この場にいるメルとキャロルとレベッカとネイトに全ての事情を話した。デュークは口を挟むことなく、僕の話をただ聞いていた。
今、僕らは王宮の応接間にいる。相変わらず豪華な部屋だ。ウィリアムズ家の応接間も豪華だと思っていたけれど、王宮は比べものにならない。
いつも思うけど、僕がここにいるのが本当に不思議な光景だよね……。
ふかふかのソファに座りながら僕はそんなことを少し考えていた。
「デュークのおばあちゃん? だっけ。権力すごいね。アリシアの身分を奪っちゃうなんて……」
レベッカの言葉に「アリシアへの罰はまだかわいい方だと思うよ」と僕は答える。
かつて、ウィルおじさんはジュリーによって貧困村へと左遷された。目をくり抜かれた状態で……。
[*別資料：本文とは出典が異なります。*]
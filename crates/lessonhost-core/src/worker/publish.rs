//! Write-side of the handoff: persist the artifact and announce it.

use std::io::Write;
use std::path::{Path, PathBuf};

use anyhow::{Context, Result};
use uuid::Uuid;

use crate::artifact::ResultArtifact;
use crate::sentinel::{self, MAX_INLINE_SENTINEL_BYTES};

/// How an artifact was handed to the control plane.
#[derive(Debug, Clone, PartialEq, Eq)]
pub enum PublishOutcome {
    /// Written to this file and announced with the file sentinel.
    File(PathBuf),
    /// The file write failed; the artifact was sent on the inline sentinel.
    Inline,
    /// Nothing was announced. The control plane will report "no result".
    Dropped { reason: String },
}

impl PublishOutcome {
    /// Whether a sentinel line reached the output.
    pub fn announced(&self) -> bool {
        !matches!(self, Self::Dropped { .. })
    }
}

/// Writes result artifacts into a directory and prints the sentinel line.
#[derive(Debug, Clone)]
pub struct Publisher {
    result_dir: PathBuf,
}

impl Default for Publisher {
    fn default() -> Self {
        Self::new(std::env::temp_dir())
    }
}

impl Publisher {
    pub fn new(result_dir: impl Into<PathBuf>) -> Self {
        Self {
            result_dir: result_dir.into(),
        }
    }

    pub fn result_dir(&self) -> &Path {
        &self.result_dir
    }

    /// A path no earlier invocation has used.
    fn fresh_path(&self) -> PathBuf {
        self.result_dir
            .join(format!("lesson-result-{}.json", Uuid::new_v4().simple()))
    }

    /// Serialize `artifact`, write it to a fresh file, and print the file
    /// sentinel to `out`.
    ///
    /// If the file cannot be written the artifact is printed inline
    /// instead, provided the line fits in [`MAX_INLINE_SENTINEL_BYTES`].
    /// Larger artifacts are dropped with an error log.
    pub fn publish(&self, artifact: &ResultArtifact, out: &mut impl Write) -> PublishOutcome {
        if artifact.success {
            tracing::info!(
                input = artifact.input.as_deref().unwrap_or(""),
                "lesson run successful"
            );
        } else {
            tracing::error!(
                input = artifact.input.as_deref().unwrap_or(""),
                error = artifact.error_message.as_deref().unwrap_or(""),
                "lesson run failed"
            );
        }

        let json = match artifact.to_json() {
            Ok(json) => json,
            Err(e) => {
                tracing::error!(error = %e, "failed to serialize result artifact");
                return PublishOutcome::Dropped {
                    reason: format!("serialization failed: {e}"),
                };
            }
        };

        let path = self.fresh_path();
        match write_artifact(&path, &json) {
            Ok(()) => {
                tracing::debug!(path = %path.display(), "wrote result artifact");
                match emit(out, &sentinel::file_sentinel(&path)) {
                    Ok(()) => return PublishOutcome::File(path),
                    Err(e) => {
                        tracing::error!(error = %e, "failed to print result sentinel");
                        return PublishOutcome::Dropped {
                            reason: format!("stdout write failed: {e}"),
                        };
                    }
                }
            }
            Err(e) => {
                tracing::error!(path = %path.display(), error = %format!("{e:#}"), "failed to write result artifact");
            }
        }

        let line = sentinel::inline_sentinel(&json);
        if line.len() > MAX_INLINE_SENTINEL_BYTES {
            tracing::error!(
                length = line.len(),
                limit = MAX_INLINE_SENTINEL_BYTES,
                "result artifact too large to send inline; dropping it"
            );
            return PublishOutcome::Dropped {
                reason: format!(
                    "inline artifact of {} bytes exceeds the {MAX_INLINE_SENTINEL_BYTES} byte limit",
                    line.len()
                ),
            };
        }
        match emit(out, &line) {
            Ok(()) => PublishOutcome::Inline,
            Err(e) => PublishOutcome::Dropped {
                reason: format!("stdout write failed: {e}"),
            },
        }
    }
}

fn write_artifact(path: &Path, json: &str) -> Result<()> {
    let mut file = std::fs::File::create(path)
        .with_context(|| format!("failed to create {}", path.display()))?;
    file.write_all(json.as_bytes())
        .with_context(|| format!("failed to write {}", path.display()))?;
    file.sync_all()
        .with_context(|| format!("failed to flush {}", path.display()))?;
    Ok(())
}

fn emit(out: &mut impl Write, line: &str) -> std::io::Result<()> {
    writeln!(out, "{line}")?;
    out.flush()
}
//! `lessonhost start`: the interactive control plane.
//!
//! Collects the invocation through the console, hands it to a worker
//! process, and presents whatever comes back.

use std::sync::Arc;
use std::sync::atomic::{AtomicBool, Ordering};

use anyhow::Result;
use tokio_util::sync::CancellationToken;

use lessonhost_core::LessonRegistry;
use lessonhost_core::flow::InteractionFlow;
use lessonhost_core::interaction::Prompt;
use lessonhost_core::launcher::ProcessLauncher;
use lessonhost_core::session::{HandoffOutcome, run_handoff};

use crate::config::{LessonhostConfig, RESULT_DIR_ENV};
use crate::console::ConsoleInteraction;

pub async fn run_start(config: &LessonhostConfig, display: bool) -> Result<()> {
    let registry = LessonRegistry::builtin()?;
    let console = ConsoleInteraction::new();
    let flow = InteractionFlow::new(&registry, &console);

    let configured = if display {
        flow.configure_display_run().await?
    } else {
        flow.configure_lesson_run().await?
    };
    let Prompt::Answered(invocation) = configured else {
        tracing::info!("run cancelled before start");
        return Ok(());
    };

    // Ctrl+C: first press stops the worker, second forces exit.
    let cancel = CancellationToken::new();
    let cancel_clone = cancel.clone();
    let got_first_signal = Arc::new(AtomicBool::new(false));
    let got_first_clone = Arc::clone(&got_first_signal);

    tokio::spawn(async move {
        loop {
            tokio::signal::ctrl_c().await.ok();
            if got_first_clone.swap(true, Ordering::SeqCst) {
                eprintln!("\nForce exit.");
                std::process::exit(130);
            }
            eprintln!("\nStopping worker (Ctrl+C again to force)...");
            cancel_clone.cancel();
        }
    });

    let launcher = ProcessLauncher::new(&config.worker_binary)
        .with_env(RESULT_DIR_ENV, config.result_dir.display().to_string());

    tracing::info!(
        worker = %config.worker_binary.display(),
        invocation = %invocation,
        "starting worker"
    );
    println!("Running...");

    let outcome = run_handoff(&launcher, invocation, &config.handoff, &cancel).await;
    tracing::info!(outcome = ?outcome, "handoff finished");

    flow.present_outcome(&outcome).await;

    if outcome == HandoffOutcome::Cancelled {
        std::process::exit(130);
    }
    Ok(())
}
それに比べたら、アリシアの爵位剥奪なんて弱いものだ。
「デュークの力でどうにかならないのか?」
ネイトがデュークの方へと視線を向ける。
「そこに関して、俺はなにもできない」
デュークは首を横に振る。
デュークなら、何かしようと思えば、必ず何かできるはずだ。だが、アリシアがそれを望んでいない。アリシアはこの罰を喜んで受け入れていた。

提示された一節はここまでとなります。